If only we had doc options for all the common Hollywood comedy situations. The Special Need fills this hole for the virginity-loss premise, which has been tackled by teen movies for decades and, taking it to the extreme, with sexless 40-year-olds, as well. Here we meet a 29-year-old virgin named Enea and follow him on an intercontinental mission to have him deflowered. His reason for being a late bloomer stems from his autism and, as we see when he’s hitting on women in the street, his overcompensating courage matched with underwhelming game. He also doesn’t have a sense of what league he’s in, nor does he have a basis for what to look for other than fashion magazine-quality beauties.
Fortunately, Enea has a friend in filmmaker Carlo Zoratti, who decided to document the adventure of the disabled man’s quest for sex. Starting out in Italy, where they can’t find a prostitute willing, let alone a prospective partner who doesn’t charge for it, Carlo, Enea and their other friend, Alex, drive north through Europe in the attempt to find a way to get the job done legally, safely and respectfully. Zoratti doesn’t film the plan and journey in the way you’d expect. There’s no introductory narration telling us of the objective, no breaking of the fourth wall to acknowledge that a film is even being made. Instead, he lets the story unfold seemingly naturally, albeit with a clear indication that this is more docudrama than documentary, and scenes, if not the entire picture, are for the most part orchestrated.
The Special Need is the kind of movie that you immediately want answers to, as far as what’s real and what’s staged. They tend to be good film fest Q&A selections because audiences are compelled to understand how they were made. But as I realized thanks to the filmmakers not being present for the SXSW screenings, it doesn’t really matter. We can just enjoy the story that’s on-screen and come to our own conclusions about it. We can be perceptive and spot when Carlo is asking the other characters questions in a way that subtly drops in exposition and pushes the conversations and action in the direction he wants. And ultimately we can determine that the story and the mission might not even be Enea’s so much as Carlo and Alex’s.
It is also a film that functions more broadly as an exploration of what people desire. Enea may have a disability, but he’s hardly more confused about sex and love and what he wants than most human beings. And his friends wind up going through their own dramatic bouts of uncertainty, wondering if what they’re doing out on the road is truly of benefit to Enea in the long run. Did he even ask for this, or was he already sufficiently happy? Isn’t it just really just a road movie centered on male bonding but driven by the unimportant end goal for one of those men? There’s not a whole lot of material that isn’t dictated by the narrow task and premise, but what there is shows us a main character with plenty of interests, positive traits, reasons for someone to love him, whether it be a female partner, a close male friend or a movie viewer.

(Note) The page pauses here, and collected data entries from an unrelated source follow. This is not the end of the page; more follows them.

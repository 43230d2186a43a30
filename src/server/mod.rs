use crate::config::GatewayConfig;
use crate::env::EnvStore;
use crate::error::GatewayError;
use crate::files::{FileBrowser, FileFetcher};
use crate::logs::{LogReader, DEFAULT_LOG_LINES};
use crate::runtime::ContainerRuntime;
use crate::sandbox::{CodeExecutor, CommandExecutor};
use anyhow::Result;
use axum::{
    extract::{rejection::JsonRejection, State},
    routing::{delete, get, post},
    Json, Router,
};
use serde::Deserialize;
use serde_json::json;
use std::net::SocketAddr;
use std::sync::Arc;
use std::time::Instant;
use tower_http::trace::TraceLayer;
use tracing::{info, warn};

pub mod env;
pub mod files;
pub mod response;

pub use response::{ApiError, GatewayResponse};

pub const SERVICE_NAME: &str = "LLM Sandbox Gateway";

pub struct AppState {
    pub config: Arc<GatewayConfig>,
    pub runtime: Arc<dyn ContainerRuntime>,
    pub env: EnvStore,
    pub commands: CommandExecutor,
    pub code: CodeExecutor,
    pub browser: FileBrowser,
    pub fetcher: FileFetcher,
    pub logs: LogReader,
    started: Instant,
}

impl AppState {
    pub fn new(runtime: Arc<dyn ContainerRuntime>, config: GatewayConfig) -> Self {
        let config = Arc::new(config);
        let commands = CommandExecutor::new(runtime.clone(), config.clone());

        Self {
            env: EnvStore::new(config.env_file.clone()),
            code: CodeExecutor::new(runtime.clone(), config.clone()),
            browser: FileBrowser::new(commands.clone(), config.clone()),
            fetcher: FileFetcher::new(runtime.clone(), config.clone()),
            logs: LogReader::new(runtime.clone(), config.clone()),
            commands,
            runtime,
            config,
            started: Instant::now(),
        }
    }
}

pub fn router(state: Arc<AppState>) -> Router {
    Router::new()
        .route("/", get(service_info))
        .route("/health", get(health))
        .route("/run-command", post(run_command))
        .route("/run-python", post(run_python))
        .route("/terminal-logs", post(terminal_logs))
        .route("/env", get(env::list_env).put(env::set_env))
        .route("/env/bulk", post(env::bulk_set_env))
        .route("/env/:variable_name", delete(env::delete_env))
        .route("/files/tree", get(files::file_tree))
        .route("/files/download", get(files::download_file))
        .layer(TraceLayer::new_for_http())
        .with_state(state)
}

pub async fn start_server(addr: SocketAddr, state: Arc<AppState>) -> Result<()> {
    let app = router(state.clone());

    info!(
        "{} listening on {} (container '{}')",
        SERVICE_NAME, addr, state.config.container
    );

    axum::Server::bind(&addr)
        .serve(app.into_make_service())
        .await?;

    Ok(())
}

async fn service_info(State(state): State<Arc<AppState>>) -> Json<serde_json::Value> {
    Json(json!({
        "service": SERVICE_NAME,
        "version": env!("CARGO_PKG_VERSION"),
        "uptime_seconds": state.started.elapsed().as_secs(),
    }))
}

async fn health(State(state): State<Arc<AppState>>) -> Json<serde_json::Value> {
    let status = match state.runtime.status(&state.config.container).await {
        Ok(status) => status,
        Err(GatewayError::ContainerNotFound { .. }) => "not found".to_string(),
        Err(e) => {
            warn!("Health check could not reach the engine: {}", e);
            "error".to_string()
        }
    };

    Json(json!({
        "gateway": "ok",
        "sandbox_container": status,
    }))
}

#[derive(Debug, Deserialize)]
pub struct RunCommandRequest {
    pub command: String,
    pub workdir: Option<String>,
}

#[derive(Debug, Deserialize)]
pub struct RunPythonRequest {
    pub code: String,
    pub workdir: Option<String>,
}

async fn run_command(
    State(state): State<Arc<AppState>>,
    payload: Result<Json<RunCommandRequest>, JsonRejection>,
) -> Json<GatewayResponse> {
    let result = match payload {
        Ok(Json(req)) => state.commands.run(&req.command, req.workdir.as_deref()).await,
        Err(rejection) => Err(GatewayError::validation(rejection.body_text())),
    };

    Json(match result {
        Ok(result) => GatewayResponse::from_execution(result),
        Err(e) => {
            warn!("Command execution failed: {}", e);
            GatewayResponse::execution_failure("Failed to execute command", &e)
        }
    })
}

async fn run_python(
    State(state): State<Arc<AppState>>,
    payload: Result<Json<RunPythonRequest>, JsonRejection>,
) -> Json<GatewayResponse> {
    let result = match payload {
        Ok(Json(req)) => state.code.run(&req.code, req.workdir.as_deref()).await,
        Err(rejection) => Err(GatewayError::validation(rejection.body_text())),
    };

    Json(match result {
        Ok(result) => GatewayResponse::from_execution(result),
        Err(e) => {
            warn!("Code execution failed: {}", e);
            GatewayResponse::execution_failure("Failed to execute Python code", &e)
        }
    })
}

fn default_log_container() -> String {
    crate::config::DEFAULT_CONTAINER.to_string()
}

fn default_log_lines() -> usize {
    DEFAULT_LOG_LINES
}

#[derive(Debug, Deserialize)]
pub struct ContainerLogsRequest {
    #[serde(default = "default_log_container")]
    pub container_name: String,
    #[serde(default = "default_log_lines")]
    pub num_lines: usize,
}

async fn terminal_logs(
    State(state): State<Arc<AppState>>,
    payload: Result<Json<ContainerLogsRequest>, JsonRejection>,
) -> Result<Json<GatewayResponse>, ApiError> {
    let Json(req) = payload.map_err(|r| GatewayError::validation(r.body_text()))?;

    match state.logs.tail(&req.container_name, req.num_lines).await {
        Ok(logs) => {
            let message = if logs.pruned {
                "Logs retrieved (pruned)"
            } else {
                "Logs retrieved"
            };
            Ok(Json(GatewayResponse::ok(message, json!(logs))))
        }
        Err(e @ GatewayError::Validation { .. }) => Err(e.into()),
        Err(GatewayError::ContainerNotFound { container }) => Ok(Json(GatewayResponse::failure(
            format!("Container '{}' not found", container),
        ))),
        Err(e) => Ok(Json(GatewayResponse::failure(format!(
            "Failed to retrieve container logs: {}",
            e
        )))),
    }
}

Spattered with visual and verbal innuendo, it’s a movie about sexual urges and urgency but not in an informational way. There are other documentaries on surrogates and therapists for the disabled detailing the logistics not found here. And there’s the wonderfully warm Monica & David to show us how romance can happen for people with a mental handicap. It’s not really important that the primary subject in The Special Need is autistic. This is a sweet, tender and identifiably true portrait of a person simply trying to make a connection and find love. The title indicates a double meaning, but I think for the movie’s universality there’s only one meaning that matters here.